Torchflame Books published a revised edition of Intimate Conversations in 2024.

Matthew Sutherland, executive editor of Foreword Reviews, extensively interviewed Ruttman about Intimate Conversations, which drew from the author comprehensive remarks on the book, its underlying purpose, his passionate feelings about music and life, and the relationship of one to the other.

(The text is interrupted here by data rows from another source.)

//! # Modular — Fixed-Modulus Arithmetic Primitives
//!
//! Low-level modular arithmetic shared by every stage of the search:
//!
//! 1. **Montgomery multiplication** (`Montgomery64`) — replaces u128 division
//!    (35–90 cycles) with multiply+shift (4–6 cycles) for repeated arithmetic
//!    with a fixed odd modulus. Works for any odd modulus, prime or not.
//! 2. **Batched modular inversion** (`batch_invert`) — inverts a whole slice
//!    with one extended-gcd inversion plus 3(n−1) multiplications, amortizing
//!    the inverse to roughly one multiplication per element. The enumerator
//!    queues up to `IBATCH` cofactors and drains them through this.
//! 3. **Barrett reduction** (`Barrett32`) — division-free reduction and CRT
//!    for the small residue moduli (9..1134) used by the progression tables.
//! 4. **CRT combiners** — `fcrt64` merges a root mod d with a root mod a into
//!    a root mod a·d from a precomputed inverse, `crt64` is the Barrett
//!    two-modulus form.
//! 5. **Deterministic primality** (`is_prime64`) via fixed Miller–Rabin
//!    witness sets, and `pow_mod` with u128 intermediates.
//!
//! ## Algorithm: Montgomery Multiplication
//!
//! For a fixed odd modulus n, Montgomery form represents a as ā = a·R mod n
//! where R = 2^64. Multiplication becomes REDC(ā·b̄) = (ā·b̄ + m·n) >> 64 with
//! m = (ā·b̄ mod R) · (−n⁻¹ mod R); no division by n is ever performed.
//!
//! ## References
//!
//! - Peter L. Montgomery, "Modular Multiplication Without Trial Division",
//!   Mathematics of Computation, 44(170):519–521, 1985.
//! - Paul Barrett, "Implementing the Rivest Shamir and Adleman Public Key
//!   Encryption Algorithm on a Standard Digital Signal Processor", 1986.
//! - Deterministic MR witnesses: <http://miller-rabin.appspot.com/>

/// Modular exponentiation: base^exp mod modulus, u128 intermediates.
pub fn pow_mod(mut base: u64, mut exp: u64, modulus: u64) -> u64 {
    if modulus == 1 {
        return 0;
    }
    let mut result: u64 = 1;
    base %= modulus;
    while exp > 0 {
        if exp & 1 == 1 {
            result = (result as u128 * base as u128 % modulus as u128) as u64;
        }
        exp >>= 1;
        base = (base as u128 * base as u128 % modulus as u128) as u64;
    }
    result
}

/// Greatest common divisor.
pub fn gcd(mut a: u64, mut b: u64) -> u64 {
    while b != 0 {
        let t = b;
        b = a % b;
        a = t;
    }
    a
}

/// Modular inverse by extended Euclid. Works for any modulus m > 1 with
/// gcd(a, m) = 1; returns None otherwise. Unlike a Fermat-style inverse this
/// does not require m prime, which matters because the enumerator inverts
/// cofactors modulo composite d.
pub fn inv_mod(a: u64, m: u64) -> Option<u64> {
    let (mut old_r, mut r) = (a as i128 % m as i128, m as i128);
    let (mut old_s, mut s) = (1i128, 0i128);
    while r != 0 {
        let q = old_r / r;
        let t = old_r - q * r;
        old_r = r;
        r = t;
        let t = old_s - q * s;
        old_s = s;
        s = t;
    }
    if old_r != 1 {
        return None;
    }
    let mut inv = old_s % m as i128;
    if inv < 0 {
        inv += m as i128;
    }
    Some(inv as u64)
}

/// Integer square root: largest r with r² ≤ n.
pub fn isqrt(n: u64) -> u64 {
    if n == 0 {
        return 0;
    }
    let mut r = (n as f64).sqrt() as u64;
    while r > 0 && r.checked_mul(r).map_or(true, |rr| rr > n) {
        r -= 1;
    }
    while (r + 1).checked_mul(r + 1).map_or(false, |rr| rr <= n) {
        r += 1;
    }
    r
}

/// Montgomery multiplication context for a fixed odd modulus.
///
/// All arithmetic is performed in Montgomery form: ā = a·R mod n, R = 2^64.
/// The modulus may be composite (the enumerator uses composite d freely).
#[derive(Clone, Copy, Debug)]
pub struct Montgomery64 {
    /// The modulus (odd, > 1).
    pub n: u64,
    /// -n⁻¹ mod 2^64 (Hensel lifting).
    n_prime: u64,
    /// R mod n (Montgomery form of 1).
    r_mod_n: u64,
    /// R² mod n (conversion into Montgomery form).
    r2_mod_n: u64,
}

impl Montgomery64 {
    pub fn new(n: u64) -> Self {
        debug_assert!(n > 1 && n & 1 == 1, "Montgomery requires odd modulus > 1");

        // Hensel lifting: n⁻¹ mod 2^64 in 6 doublings of precision.
        let mut inv: u64 = 1;
        for _ in 0..6 {
            inv = inv.wrapping_mul(2u64.wrapping_sub(n.wrapping_mul(inv)));
        }
        let n_prime = inv.wrapping_neg();

        let r_mod_n = ((1u128 << 64) % n as u128) as u64;
        let r2_mod_n = ((r_mod_n as u128 * r_mod_n as u128) % n as u128) as u64;

        Montgomery64 {
            n,
            n_prime,
            r_mod_n,
            r2_mod_n,
        }
    }

    /// Convert into Montgomery form: ā = a·R mod n.
    #[inline]
    pub fn to_mont(&self, a: u64) -> u64 {
        self.mul(a % self.n, self.r2_mod_n)
    }

    /// Convert out of Montgomery form.
    #[inline]
    pub fn from_mont(&self, a: u64) -> u64 {
        self.reduce(a as u128)
    }

    /// REDC: t·R⁻¹ mod n.
    #[inline]
    fn reduce(&self, t: u128) -> u64 {
        let m = (t as u64).wrapping_mul(self.n_prime);
        let u = t + (m as u128) * (self.n as u128);
        let result = (u >> 64) as u64;
        if result >= self.n {
            result - self.n
        } else {
            result
        }
    }

    /// Montgomery multiplication: a·b·R⁻¹ mod n.
    #[inline]
    pub fn mul(&self, a: u64, b: u64) -> u64 {
        self.reduce((a as u128) * (b as u128))
    }

    /// Plain product of two ordinary residues, routed through Montgomery form.
    #[inline]
    pub fn mul_plain(&self, a: u64, b: u64) -> u64 {
        self.from_mont(self.mul(self.to_mont(a), self.to_mont(b)))
    }

    /// The Montgomery form of 1.
    #[inline]
    pub fn one(&self) -> u64 {
        self.r_mod_n
    }
}

/// Invert every element of `vals` modulo `mg.n` in place.
///
/// Montgomery's trick: one prefix-product pass, a single extended-gcd
/// inversion of the running product, and a back-substitution pass. Elements
/// are ordinary residues (not Montgomery form); every element must be
/// coprime to the modulus, which the enumerator guarantees by construction
/// (appended cofactors share no prime with d).
pub fn batch_invert(vals: &mut [u64], mg: &Montgomery64) -> Option<()> {
    if vals.is_empty() {
        return Some(());
    }
    let mut prefix = Vec::with_capacity(vals.len());
    let mut acc = mg.one();
    for &v in vals.iter() {
        prefix.push(acc);
        acc = mg.mul(acc, mg.to_mont(v));
    }
    // acc = (v0·v1·…·vk)·R mod n; invert the plain product once.
    let mut inv_acc = mg.to_mont(inv_mod(mg.from_mont(acc), mg.n)?);
    for i in (0..vals.len()).rev() {
        let v = mg.to_mont(vals[i]);
        vals[i] = mg.from_mont(mg.mul(inv_acc, prefix[i]));
        inv_acc = mg.mul(inv_acc, v);
    }
    Some(())
}

/// Merge a root mod d with a root mod a into a root mod a·d.
///
/// `u` is the precomputed mixing constant a·(a⁻¹ mod d) − 1, which is
/// ≡ −1 (mod a) and ≡ 0 (mod d). `nza` is a − za for the target residue za
/// mod a, `zd` the residue mod d, `ad` the combined modulus. The result r
/// satisfies r ≡ za (mod a) and r ≡ zd (mod d).
#[inline]
pub fn fcrt64(u: u64, nza: u64, zd: u64, a: u64, ad: u64) -> u64 {
    let t = (zd + nza) % a;
    (((zd as u128) + (u as u128) * (t as u128)) % (ad as u128)) as u64
}

/// Barrett reduction context for a 32-bit modulus.
///
/// Precomputes ⌊2^64 / m⌋ so that reduction of a 64-bit value is two
/// multiplies and a correction, with no hardware division on the hot path.
#[derive(Clone, Copy, Debug)]
pub struct Barrett32 {
    pub m: u32,
    inv: u64,
}

impl Barrett32 {
    pub fn new(m: u32) -> Self {
        debug_assert!(m > 1);
        Barrett32 {
            m,
            inv: (u64::MAX / m as u64).wrapping_add(1),
        }
    }

    /// x mod m for 64-bit x.
    #[inline]
    pub fn reduce(&self, x: u64) -> u32 {
        let q = ((self.inv as u128 * x as u128) >> 64) as u64;
        let mut r = x.wrapping_sub(q.wrapping_mul(self.m as u64));
        // One correction step suffices for this precomputation.
        if r >= self.m as u64 {
            r = r.wrapping_sub(self.m as u64);
        }
        if r >= self.m as u64 {
            r = r.wrapping_sub(self.m as u64);
        }
        debug_assert_eq!(r, x % self.m as u64);
        r as u32
    }

    /// a·b mod m for residues a, b < m.
    #[inline]
    pub fn mul(&self, a: u32, b: u32) -> u32 {
        self.reduce(a as u64 * b as u64)
    }
}

/// CRT combine r ≡ za (mod a), r ≡ zb (mod b) for a 64-bit modulus a and a
/// small modulus b with precomputed ainvb = a⁻¹ mod b.
///
/// Returns the unique residue in [0, a·b).
#[inline]
pub fn crt64(za: u64, a: u64, zb: u32, b: &Barrett32, ainvb: u32) -> u64 {
    let za_b = b.reduce(za);
    let diff = if zb >= za_b { zb - za_b } else { zb + b.m - za_b };
    let t = b.mul(diff, ainvb);
    za + a * t as u64
}

/// Deterministic Miller–Rabin for u64.
///
/// Witness sets per range from the Jaeschke/Sinclair tables; no BPSW or
/// random rounds needed below 2^64.
pub fn is_prime64(n: u64) -> bool {
    if n < 2 {
        return false;
    }
    for &p in &[2u64, 3, 5, 7, 11, 13, 17, 19, 23, 29, 31, 37] {
        if n % p == 0 {
            return n == p;
        }
    }
    let mut d = n - 1;
    let mut s = 0u32;
    while d & 1 == 0 {
        d >>= 1;
        s += 1;
    }
    let witnesses: &[u64] = if n < 3_215_031_751 {
        &[2, 3, 5, 7]
    } else {
        &[2, 325, 9375, 28178, 450775, 9780504, 1795265022]
    };
    let mg = Montgomery64::new(n);
    let one = mg.one();
    let neg_one = n - one;
    'witness: for &a in witnesses {
        let a = a % n;
        if a == 0 {
            continue;
        }
        let mut x = mont_pow(&mg, mg.to_mont(a), d);
        if x == one || x == neg_one {
            continue;
        }
        for _ in 1..s {
            x = mg.mul(x, x);
            if x == neg_one {
                continue 'witness;
            }
        }
        return false;
    }
    true
}

/// Montgomery-form exponentiation (base already in Montgomery form).
pub fn mont_pow(mg: &Montgomery64, base: u64, mut exp: u64) -> u64 {
    let mut result = mg.one();
    let mut b = base;
    while exp > 0 {
        if exp & 1 == 1 {
            result = mg.mul(result, b);
        }
        exp >>= 1;
        if exp > 0 {
            b = mg.mul(b, b);
        }
    }
    result
}

/// Inverse of every residue 1..p modulo a prime p < 2^32, by the linear
/// recurrence inv[i] = −⌊p/i⌋·inv[p mod i]. Index 0 holds 0.
pub fn inverse_table_prime(p: u64) -> Vec<u32> {
    debug_assert!(p < 1 << 32);
    let mut inv = vec![0u32; p as usize];
    if p > 1 {
        inv[1] = 1;
        for i in 2..p {
            let v = (p / i) * inv[(p % i) as usize] as u64 % p;
            inv[i as usize] = (p - v) as u32;
        }
    }
    inv
}

/// Smallest prime strictly greater than n (n + 1 if that is prime).
pub fn next_prime(n: u64) -> u64 {
    let mut c = n + 1;
    if c <= 2 {
        return 2;
    }
    if c & 1 == 0 {
        c += 1;
    }
    while !is_prime64(c) {
        c += 2;
    }
    c
}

===Baseball and the American Dream===
On July 19, 2021, Ruttman’s video conversation with Eddie Romero Jr, Vice President and Assistant General Manager of the Boston Red Sox, was presented by Brookline Rotary, Brookline Interactive Group Television, and BrooklineHub.com as part of a one-hour program entitled Baseball and The American Dream. In the program, “historian Larry Ruttman of Brookline, Eddie Romero Jr of the Boston Red Sox general management, and Jordan Rich of WBZ Radio share their personal reminiscences about living in America with baseball as a backdrop – a retrospective spanning almost ninety years. They look at the changes in baseball as it has evolved to be more inclusive and to care about the quality of the players’ lives, not just their batting averages."

===A Life Lived Backwards: One Man's Life podcast===
In August 2021, Ruttman began a biweekly podcast, A Life Lived Backwards: One Man's Life, based on his memoir of a similar name. In each episode, Boston radio host Jordan Rich interviews Ruttman about the people, places and experiences that have shaped him and contributed to his life adventure. "I’m hoping my life, and my use of my particular characteristics of Friendship, Inquisitiveness, and Maturation, may help you find yours at any time of life," Ruttman said in his note to the first episode. Episodes #56, #57, and #58 in that series discuss Ruttman's fifth book, Intimate Conversations: Face to Face with Matchless Musicians.

=== Approach to historical writing ===
Although Ruttman's work is often referred to as "oral history," Ruttman uses the term "biographical cultural history." "Oral history is generally presented dryly as only the verbatim answers of the interviewee to an invisible interviewer," he wrote in a July 2015 blog post. "Or, if visible, the interviewer is represented only by his question. In my books, I seek to transform the interview into a short biography related as a lively conversation between the subject and me. Thus, I'm not only visible, but shifting here and there, as required by the arc of the short biography I am writing, to the third person to interject comments or information to fill in the gaps, and thus project the interview not only as a lively conversation, but as the story, in essence, of a person's life."

=== Contributions to scholarly archives ===

In 2015, Ruttman donated interview recordings, interview transcripts, and illustrations from
American Jews and America's Game to seven libraries and archives, including the Library of Congress and the National Baseball Hall of Fame and Museum.

== Awards ==

Intimate Conversations: Face to Face with Matchless Musicians won an Honorable Mention in the Performing Arts & Music category of the 2024 Foreword Indie Awards, and was a 2024 Finalist for the Nellie Bly Award for Journalistic Non-Fiction from the Chanticleer International Book Awards.

American Jews and America's Game was named the #1 Baseball Book of 2013 by Sports Collectors Digest. It was also a finalist in the Sports category for the 2013 Foreword Reviews INDIEFAB Book of the Year Award.

Voices of Brookline was a finalist for the 2005 American Association for State and Local History Award of Merit.